Start of INFORMATION SHOWN

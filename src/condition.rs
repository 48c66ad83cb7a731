use std::{fmt, mem, sync::Arc};

use crate::{Resource, Value};

/// Evaluation mode passed to predicate callbacks.
///
/// The rule engine itself only ever asks for `Boolean`. `Filter` is the mode
/// used by query-compilation collaborators that turn conditions into
/// storage-level filters.
#[derive(Debug, Copy, Clone, PartialEq, Eq)]
pub enum Mode {
    Boolean,
    Filter,
}

/// Result of invoking a predicate callback.
#[derive(Debug, Copy, Clone, PartialEq, Eq)]
pub enum Outcome {
    Bool(bool),
    /// The predicate produced no value. Treated as no match.
    Absent,
    /// The predicate cannot handle the requested mode.
    Unsupported,
}

impl From<bool> for Outcome {
    fn from(value: bool) -> Self {
        Outcome::Bool(value)
    }
}

impl From<Option<bool>> for Outcome {
    fn from(value: Option<bool>) -> Self {
        value.map_or(Outcome::Absent, Outcome::Bool)
    }
}

type PredicateFn = dyn Fn(Mode, &dyn Resource, &str) -> Outcome + Send + Sync;

/// A custom field predicate, called with `(mode, resource, field)`.
#[derive(Clone)]
pub struct Predicate(Arc<PredicateFn>);

impl Predicate {
    pub fn new<F>(predicate: F) -> Self
    where
        F: Fn(Mode, &dyn Resource, &str) -> Outcome + Send + Sync + 'static,
    {
        Self(Arc::new(predicate))
    }

    pub fn call(&self, mode: Mode, resource: &dyn Resource, field: &str) -> Outcome {
        (self.0)(mode, resource, field)
    }
}

impl fmt::Debug for Predicate {
    fn fmt(&self, f: &mut fmt::Formatter<'_>) -> fmt::Result {
        f.write_str("Predicate(..)")
    }
}

/// The smallest matchable unit of a condition.
#[derive(Debug, Clone)]
pub enum Clause {
    /// Field equals a value.
    Equals { field: String, value: Value },
    /// Custom callback decides.
    Predicate { field: String, predicate: Predicate },
    /// Nested condition holds for the resource(s) reached through `field`.
    Relation {
        field: String,
        condition: Box<Condition>,
    },
    /// The same resource is allowed to perform `action` under the same policy.
    Derived { action: String },
}

/// Boolean expression over clauses.
#[derive(Debug, Clone)]
pub enum Condition {
    Assert(Clause),
    /// The inner condition does not hold.
    Not(Box<Condition>),
    /// Every member holds. Empty holds vacuously.
    All(Vec<Condition>),
    /// At least one member holds.
    Any(Vec<Condition>),
}

/// Right-hand side of a field clause.
#[derive(Debug, Clone)]
pub enum FieldFilter {
    Value(Value),
    Predicate(Predicate),
    /// Every clause holds for the related resource.
    Nested(Vec<Clause>),
    /// A full condition holds for the related resource.
    Conditions(Conditions),
}

macro_rules! value_filter {
    ($($ty:ty),*) => {
        $(
            impl From<$ty> for FieldFilter {
                fn from(value: $ty) -> Self {
                    FieldFilter::Value(value.into())
                }
            }
        )*
    };
}

value_filter!(Value, bool, i32, i64, u32, f64, &str, String);

impl From<Predicate> for FieldFilter {
    fn from(predicate: Predicate) -> Self {
        FieldFilter::Predicate(predicate)
    }
}

impl From<Clause> for FieldFilter {
    fn from(clause: Clause) -> Self {
        FieldFilter::Nested(vec![clause])
    }
}

impl From<Vec<Clause>> for FieldFilter {
    fn from(clauses: Vec<Clause>) -> Self {
        FieldFilter::Nested(clauses)
    }
}

impl<const N: usize> From<[Clause; N]> for FieldFilter {
    fn from(clauses: [Clause; N]) -> Self {
        FieldFilter::Nested(Vec::from(clauses))
    }
}

impl From<Conditions> for FieldFilter {
    fn from(conditions: Conditions) -> Self {
        FieldFilter::Conditions(conditions)
    }
}

/// Builds a clause on `name`.
///
/// A scalar compares for equality, a predicate is called back, and anything
/// else (nested clauses, conditions, [`allows`]) is evaluated against the
/// resource(s) reached through the relation `name`.
pub fn field(name: impl Into<String>, filter: impl Into<FieldFilter>) -> Clause {
    let field = name.into();
    match filter.into() {
        FieldFilter::Value(value) => Clause::Equals { field, value },
        FieldFilter::Predicate(predicate) => Clause::Predicate { field, predicate },
        FieldFilter::Nested(clauses) => Clause::Relation {
            field,
            condition: Box::new(Condition::All(
                clauses.into_iter().map(Condition::Assert).collect(),
            )),
        },
        FieldFilter::Conditions(conditions) => Clause::Relation {
            field,
            condition: Box::new(conditions.build()),
        },
    }
}

/// Defers to the decision for `action`.
///
/// On its own it refers to the resource under evaluation; passed as the
/// filter of a relation [`field`] it refers to the related resource.
pub fn allows(action: impl Into<String>) -> Clause {
    Clause::Derived {
        action: action.into(),
    }
}

#[derive(Debug, Copy, Clone, PartialEq, Eq)]
pub enum Operator {
    Where,
    WhereNot,
    OrWhere,
}

/// Ordered `where` / `where_not` / `or_where` options of one allow or deny
/// statement.
#[derive(Debug, Clone, Default)]
pub struct Conditions {
    operations: Vec<(Operator, Vec<Clause>)>,
}

impl Conditions {
    pub fn new() -> Self {
        Self::default()
    }

    pub fn and_where<I>(self, clauses: I) -> Self
    where
        I: IntoIterator<Item = Clause>,
    {
        self.push(Operator::Where, clauses)
    }

    pub fn where_not<I>(self, clauses: I) -> Self
    where
        I: IntoIterator<Item = Clause>,
    {
        self.push(Operator::WhereNot, clauses)
    }

    pub fn or_where<I>(self, clauses: I) -> Self
    where
        I: IntoIterator<Item = Clause>,
    {
        self.push(Operator::OrWhere, clauses)
    }

    pub fn push<I>(mut self, operator: Operator, clauses: I) -> Self
    where
        I: IntoIterator<Item = Clause>,
    {
        self.operations.push((operator, clauses.into_iter().collect()));
        self
    }

    /// Folds the options, left to right, into a single condition.
    ///
    /// `where` extends the current AND-group. `or_where` closes the current
    /// group as an OR-branch and opens a new one seeded with its clauses.
    /// `where_not` right after an `or_where` extends the group just opened;
    /// anywhere else past a split it ANDs with the whole disjunction so far.
    pub fn build(&self) -> Condition {
        let mut branches: Vec<Condition> = Vec::new();
        let mut group: Vec<Condition> = Vec::new();
        let mut after_split = false;

        for (operator, clauses) in &self.operations {
            match operator {
                Operator::Where => {
                    group.extend(clauses.iter().cloned().map(Condition::Assert));
                }
                Operator::OrWhere => {
                    // a leading or_where has nothing to close.
                    if !group.is_empty() {
                        branches.push(Condition::All(mem::take(&mut group)));
                    }
                    group.extend(clauses.iter().cloned().map(Condition::Assert));
                }
                Operator::WhereNot => {
                    if !branches.is_empty() && !after_split {
                        branches.push(Condition::All(mem::take(&mut group)));
                        group.push(Condition::Any(mem::take(&mut branches)));
                    }
                    if let Some(negated) = negate(clauses) {
                        group.push(negated);
                    }
                }
            }
            after_split = *operator == Operator::OrWhere;
        }

        if branches.is_empty() {
            Condition::All(group)
        } else {
            branches.push(Condition::All(group));
            Condition::Any(branches)
        }
    }
}

/// `NOT (a AND b ..)`, the complement of `where` over the same clauses.
fn negate(clauses: &[Clause]) -> Option<Condition> {
    let inner = match clauses {
        [] => return None,
        [clause] => Condition::Assert(clause.clone()),
        _ => Condition::All(clauses.iter().cloned().map(Condition::Assert).collect()),
    };
    Some(Condition::Not(Box::new(inner)))
}

impl From<Vec<Clause>> for Conditions {
    fn from(clauses: Vec<Clause>) -> Self {
        Conditions::new().and_where(clauses)
    }
}

impl From<Clause> for Conditions {
    fn from(clause: Clause) -> Self {
        Conditions::new().and_where(vec![clause])
    }
}

#[cfg(test)]
mod tests {
    use super::*;
    use assert_matches::assert_matches;

    fn shape(condition: &Condition) -> String {
        match condition {
            Condition::Assert(clause) => clause_shape(clause),
            Condition::Not(inner) => format!("!{}", shape(inner)),
            Condition::All(members) => format!(
                "all({})",
                members.iter().map(shape).collect::<Vec<_>>().join(", ")
            ),
            Condition::Any(members) => format!(
                "any({})",
                members.iter().map(shape).collect::<Vec<_>>().join(", ")
            ),
        }
    }

    fn clause_shape(clause: &Clause) -> String {
        match clause {
            Clause::Equals { field, value } => format!("{}={}", field, value),
            Clause::Predicate { field, .. } => format!("{}?", field),
            Clause::Relation { field, condition } => format!("{}.{}", field, shape(condition)),
            Clause::Derived { action } => format!("allows({})", action),
        }
    }

    #[test]
    fn where_clauses_form_one_group() {
        let condition = Conditions::new()
            .and_where(vec![field("a", 1), field("b", 2)])
            .and_where(vec![field("c", 3)])
            .build();

        assert_eq!("all(a=1, b=2, c=3)", shape(&condition));
    }

    #[test]
    fn where_not_before_split_joins_first_branch() {
        let condition = Conditions::new()
            .and_where(vec![field("flagged_for_review", true)])
            .where_not(vec![field("user", [field("role", "admin")])])
            .or_where(vec![field("user_id", 5)])
            .build();

        assert_eq!(
            "any(all(flagged_for_review=true, !user.all(role=\"admin\")), all(user_id=5))",
            shape(&condition)
        );
    }

    #[test]
    fn where_not_right_after_split_joins_new_branch() {
        let condition = Conditions::new()
            .and_where(vec![field("a", 1)])
            .or_where(vec![field("b", 2)])
            .where_not(vec![field("c", 3)])
            .build();

        assert_eq!("any(all(a=1), all(b=2, !c=3))", shape(&condition));
    }

    #[test]
    fn where_not_later_after_split_binds_whole_disjunction() {
        let condition = Conditions::new()
            .and_where(vec![field("a", 1)])
            .or_where(vec![field("b", 2)])
            .and_where(vec![field("d", 4)])
            .where_not(vec![field("c", 3)])
            .build();

        assert_eq!("all(any(all(a=1), all(b=2, d=4)), !c=3)", shape(&condition));
    }

    #[test]
    fn where_not_negates_its_clauses_as_a_group() {
        let condition = Conditions::new()
            .and_where(vec![field("a", 1)])
            .where_not(vec![field("b", 2), field("c", 3)])
            .where_not(Vec::new())
            .build();

        assert_eq!("all(a=1, !all(b=2, c=3))", shape(&condition));
    }

    #[test]
    fn leading_or_where_opens_first_branch() {
        let condition = Conditions::new().or_where(vec![field("a", 1)]).build();

        assert_eq!("all(a=1)", shape(&condition));
    }

    #[test]
    fn no_options_is_empty_group() {
        assert_matches!(Conditions::new().build(), Condition::All(members) if members.is_empty());
    }

    #[test]
    fn allows_under_relation_targets_related_resource() {
        assert_eq!(
            "post.all(allows(read))",
            clause_shape(&field("post", allows("read")))
        );
        assert_eq!("allows(read)", clause_shape(&allows("read")));
    }

    #[test]
    fn nested_conditions_keep_their_own_grouping() {
        let clause = field(
            "user",
            Conditions::new()
                .and_where(vec![field("role", "admin")])
                .or_where(vec![field("id", 1)]),
        );

        assert_eq!(
            "user.any(all(role=\"admin\"), all(id=1))",
            clause_shape(&clause)
        );
    }

    #[test]
    fn predicate_outcome_from_optional_bool() {
        assert_eq!(Outcome::Absent, Outcome::from(None));
        assert_eq!(Outcome::Bool(true), Outcome::from(Some(true)));
    }
}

End of INFORMATION SHOWN

* WHAT YOU HAVE TO DO *
Gather from the data above every line with the string "OrWhere".

* ANSWER FOR THIS EXERCISE *
    OrWhere,
        self.push(Operator::OrWhere, clauses)
                Operator::OrWhere => {
            after_split = *operator == Operator::OrWhere;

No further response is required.